*Instructions to follow*. Give back the data below exactly, with every line kept the same.
──────
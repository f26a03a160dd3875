//! Command-line arguments and command execution.

use std::io::{BufRead, Write};

use clap::error::ErrorKind;
use clap::{CommandFactory, Parser, Subcommand};
use coin_address::{
    diagnose, hrp_for, prefixes_for, priority, CanonicalAddress, Family, Hrp, NetworkId, PrefixSet,
};
use serde::Serialize;

use crate::config::CliConfig;
use crate::error::CliError;

/// Classify cryptocurrency addresses and print one JSON object per input.
#[derive(Debug, Parser)]
#[command(name = "coin-address", version)]
pub struct Cli {
    #[command(subcommand)]
    pub command: Command,
}

#[derive(Debug, Clone, PartialEq, Eq, Subcommand)]
pub enum Command {
    /// List every network with its prefixes, HRP and codec order.
    Networks,
    /// Classify addresses, or each stdin line when none are given.
    ///
    /// The network may be left out when COIN_ADDRESS_NETWORK is set.
    Check {
        /// Network identifier, e.g. `bitcoin` or `xrp`.
        network: Option<String>,
        /// Addresses to classify.
        addresses: Vec<String>,
    },
}

/// A command with its network resolved.
#[derive(Debug, Clone, PartialEq, Eq)]
pub enum Action {
    Networks,
    Check {
        network: NetworkId,
        addresses: Vec<String>,
    },
}

impl Command {
    /// Resolve the `check` network against the configured default.
    ///
    /// A first argument that is not a network name is taken as an address of
    /// the default network, unless it is a bare word that the default network
    /// rejects, which is reported as an unknown network.
    pub fn resolve(self, config: &CliConfig) -> Result<Action, clap::Error> {
        let (first, mut addresses) = match self {
            Command::Networks => return Ok(Action::Networks),
            Command::Check { network, addresses } => (network, addresses),
        };

        let Some(first) = first else {
            return match config.default_network {
                Some(network) => Ok(Action::Check { network, addresses }),
                None => Err(missing_network()),
            };
        };

        if let Ok(network) = first.parse::<NetworkId>() {
            return Ok(Action::Check { network, addresses });
        }

        let Some(network) = config.default_network else {
            return Err(Cli::command().error(
                ErrorKind::InvalidValue,
                format!("unknown network '{}'", first),
            ));
        };

        let bare_word = !first.is_empty() && first.bytes().all(|b| b.is_ascii_alphabetic());
        if bare_word && !network.is_valid_address(&first) {
            return Err(Cli::command().error(
                ErrorKind::InvalidValue,
                format!(
                    "unknown network '{}' (not a {} address either)",
                    first, network
                ),
            ));
        }

        addresses.insert(0, first);
        Ok(Action::Check { network, addresses })
    }
}

fn missing_network() -> clap::Error {
    Cli::command().error(
        ErrorKind::MissingRequiredArgument,
        "no network given and COIN_ADDRESS_NETWORK is not set",
    )
}

/// One line of `networks` output.
#[derive(Debug, Serialize)]
struct NetworkReport {
    network: NetworkId,
    prefixes: PrefixSet,
    hrp: Hrp,
    priority: Vec<Family>,
}

/// One line of `check` output.
#[derive(Debug, Serialize)]
pub struct CheckReport {
    pub network: NetworkId,
    pub input: String,
    pub valid: bool,
    pub canonical: Option<String>,
    pub address: Option<CanonicalAddress>,
    pub error: Option<String>,
}

impl CheckReport {
    pub fn new(network: NetworkId, input: &str) -> Self {
        match diagnose(network, input) {
            Ok(address) => Self {
                network,
                input: input.to_string(),
                valid: true,
                canonical: Some(address.to_string()),
                address: Some(address),
                error: None,
            },
            Err(e) => Self::rejected(network, input, e.to_string()),
        }
    }

    fn rejected(network: NetworkId, input: &str, error: String) -> Self {
        Self {
            network,
            input: input.to_string(),
            valid: false,
            canonical: None,
            address: None,
            error: Some(error),
        }
    }
}

/// Run `action`, writing JSON lines to `out`. Returns whether every
/// checked input was valid.
pub fn run<R: BufRead, W: Write>(
    action: &Action,
    config: &CliConfig,
    mut input: R,
    mut out: W,
) -> Result<bool, CliError> {
    match action {
        Action::Networks => {
            for &network in NetworkId::ALL {
                let report = NetworkReport {
                    network,
                    prefixes: prefixes_for(network),
                    hrp: hrp_for(network),
                    priority: priority(network),
                };
                write_line(&mut out, &report)?;
            }
            Ok(true)
        }
        Action::Check { network, addresses } => {
            let network = *network;
            let mut all_valid = true;
            let mut emit = |report: CheckReport, out: &mut W| -> Result<(), CliError> {
                if !report.valid {
                    log::info!("{}: invalid address {:?}", network, report.input);
                    all_valid = false;
                }
                write_line(out, &report)
            };
            let prepare = |raw: &str| -> String {
                if config.trim {
                    raw.trim().to_string()
                } else {
                    raw.to_string()
                }
            };

            if addresses.is_empty() {
                let mut buf = Vec::new();
                loop {
                    buf.clear();
                    if input.read_until(b'\n', &mut buf)? == 0 {
                        break;
                    }
                    let line = buf.strip_suffix(b"\n").unwrap_or(&buf[..]);
                    let line = line.strip_suffix(b"\r").unwrap_or(line);
                    let entry = match std::str::from_utf8(line) {
                        Ok(text) if text.trim().is_empty() => continue,
                        Ok(text) => CheckReport::new(network, &prepare(text)),
                        Err(_) => CheckReport::rejected(
                            network,
                            &prepare(&String::from_utf8_lossy(line)),
                            "input is not valid UTF-8".to_string(),
                        ),
                    };
                    emit(entry, &mut out)?;
                }
            } else {
                for address in addresses {
                    emit(CheckReport::new(network, &prepare(address)), &mut out)?;
                }
            }
            Ok(all_valid)
        }
    }
}

fn write_line<W: Write, T: Serialize>(out: &mut W, value: &T) -> Result<(), CliError> {
    serde_json::to_writer(&mut *out, value)?;
    writeln!(out)?;
    Ok(())
}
──────
*Exercise answer*.
repository f26a03a160dd3875
//! Command-line arguments and command execution.

use std::io::{BufRead, Write};

use clap::error::ErrorKind;
use clap::{CommandFactory, Parser, Subcommand};
use coin_address::{
    diagnose, hrp_for, prefixes_for, priority, CanonicalAddress, Family, Hrp, NetworkId, PrefixSet,
};
use serde::Serialize;

use crate::config::CliConfig;
use crate::error::CliError;

/// Classify cryptocurrency addresses and print one JSON object per input.
#[derive(Debug, Parser)]
#[command(name = "coin-address", version)]
pub struct Cli {
    #[command(subcommand)]
    pub command: Command,
}

#[derive(Debug, Clone, PartialEq, Eq, Subcommand)]
pub enum Command {
    /// List every network with its prefixes, HRP and codec order.
    Networks,
    /// Classify addresses, or each stdin line when none are given.
    ///
    /// The network may be left out when COIN_ADDRESS_NETWORK is set.
    Check {
        /// Network identifier, e.g. `bitcoin` or `xrp`.
        network: Option<String>,
        /// Addresses to classify.
        addresses: Vec<String>,
    },
}

/// A command with its network resolved.
#[derive(Debug, Clone, PartialEq, Eq)]
pub enum Action {
    Networks,
    Check {
        network: NetworkId,
        addresses: Vec<String>,
    },
}

impl Command {
    /// Resolve the `check` network against the configured default.
    ///
    /// A first argument that is not a network name is taken as an address of
    /// the default network, unless it is a bare word that the default network
    /// rejects, which is reported as an unknown network.
    pub fn resolve(self, config: &CliConfig) -> Result<Action, clap::Error> {
        let (first, mut addresses) = match self {
            Command::Networks => return Ok(Action::Networks),
            Command::Check { network, addresses } => (network, addresses),
        };

        let Some(first) = first else {
            return match config.default_network {
                Some(network) => Ok(Action::Check { network, addresses }),
                None => Err(missing_network()),
            };
        };

        if let Ok(network) = first.parse::<NetworkId>() {
            return Ok(Action::Check { network, addresses });
        }

        let Some(network) = config.default_network else {
            return Err(Cli::command().error(
                ErrorKind::InvalidValue,
                format!("unknown network '{}'", first),
            ));
        };

        let bare_word = !first.is_empty() && first.bytes().all(|b| b.is_ascii_alphabetic());
        if bare_word && !network.is_valid_address(&first) {
            return Err(Cli::command().error(
                ErrorKind::InvalidValue,
                format!(
                    "unknown network '{}' (not a {} address either)",
                    first, network
                ),
            ));
        }

        addresses.insert(0, first);
        Ok(Action::Check { network, addresses })
    }
}

fn missing_network() -> clap::Error {
    Cli::command().error(
        ErrorKind::MissingRequiredArgument,
        "no network given and COIN_ADDRESS_NETWORK is not set",
    )
}

/// One line of `networks` output.
#[derive(Debug, Serialize)]
struct NetworkReport {
    network: NetworkId,
    prefixes: PrefixSet,
    hrp: Hrp,
    priority: Vec<Family>,
}

/// One line of `check` output.
#[derive(Debug, Serialize)]
pub struct CheckReport {
    pub network: NetworkId,
    pub input: String,
    pub valid: bool,
    pub canonical: Option<String>,
    pub address: Option<CanonicalAddress>,
    pub error: Option<String>,
}

impl CheckReport {
    pub fn new(network: NetworkId, input: &str) -> Self {
        match diagnose(network, input) {
            Ok(address) => Self {
                network,
                input: input.to_string(),
                valid: true,
                canonical: Some(address.to_string()),
                address: Some(address),
                error: None,
            },
            Err(e) => Self::rejected(network, input, e.to_string()),
        }
    }

    fn rejected(network: NetworkId, input: &str, error: String) -> Self {
        Self {
            network,
            input: input.to_string(),
            valid: false,
            canonical: None,
            address: None,
            error: Some(error),
        }
    }
}

/// Run `action`, writing JSON lines to `out`. Returns whether every
/// checked input was valid.
pub fn run<R: BufRead, W: Write>(
    action: &Action,
    config: &CliConfig,
    mut input: R,
    mut out: W,
) -> Result<bool, CliError> {
    match action {
        Action::Networks => {
            for &network in NetworkId::ALL {
                let report = NetworkReport {
                    network,
                    prefixes: prefixes_for(network),
                    hrp: hrp_for(network),
                    priority: priority(network),
                };
                write_line(&mut out, &report)?;
            }
            Ok(true)
        }
        Action::Check { network, addresses } => {
            let network = *network;
            let mut all_valid = true;
            let mut emit = |report: CheckReport, out: &mut W| -> Result<(), CliError> {
                if !report.valid {
                    log::info!("{}: invalid address {:?}", network, report.input);
                    all_valid = false;
                }
                write_line(out, &report)
            };
            let prepare = |raw: &str| -> String {
                if config.trim {
                    raw.trim().to_string()
                } else {
                    raw.to_string()
                }
            };

            if addresses.is_empty() {
                let mut buf = Vec::new();
                loop {
                    buf.clear();
                    if input.read_until(b'\n', &mut buf)? == 0 {
                        break;
                    }
                    let line = buf.strip_suffix(b"\n").unwrap_or(&buf[..]);
                    let line = line.strip_suffix(b"\r").unwrap_or(line);
                    let entry = match std::str::from_utf8(line) {
                        Ok(text) if text.trim().is_empty() => continue,
                        Ok(text) => CheckReport::new(network, &prepare(text)),
                        Err(_) => CheckReport::rejected(
                            network,
                            &prepare(&String::from_utf8_lossy(line)),
                            "input is not valid UTF-8".to_string(),
                        ),
                    };
                    emit(entry, &mut out)?;
                }
            } else {
                for address in addresses {
                    emit(CheckReport::new(network, &prepare(address)), &mut out)?;
                }
            }
            Ok(all_valid)
        }
    }
}

fn write_line<W: Write, T: Serialize>(out: &mut W, value: &T) -> Result<(), CliError> {
    serde_json::to_writer(&mut *out, value)?;
    writeln!(out)?;
    Ok(())
}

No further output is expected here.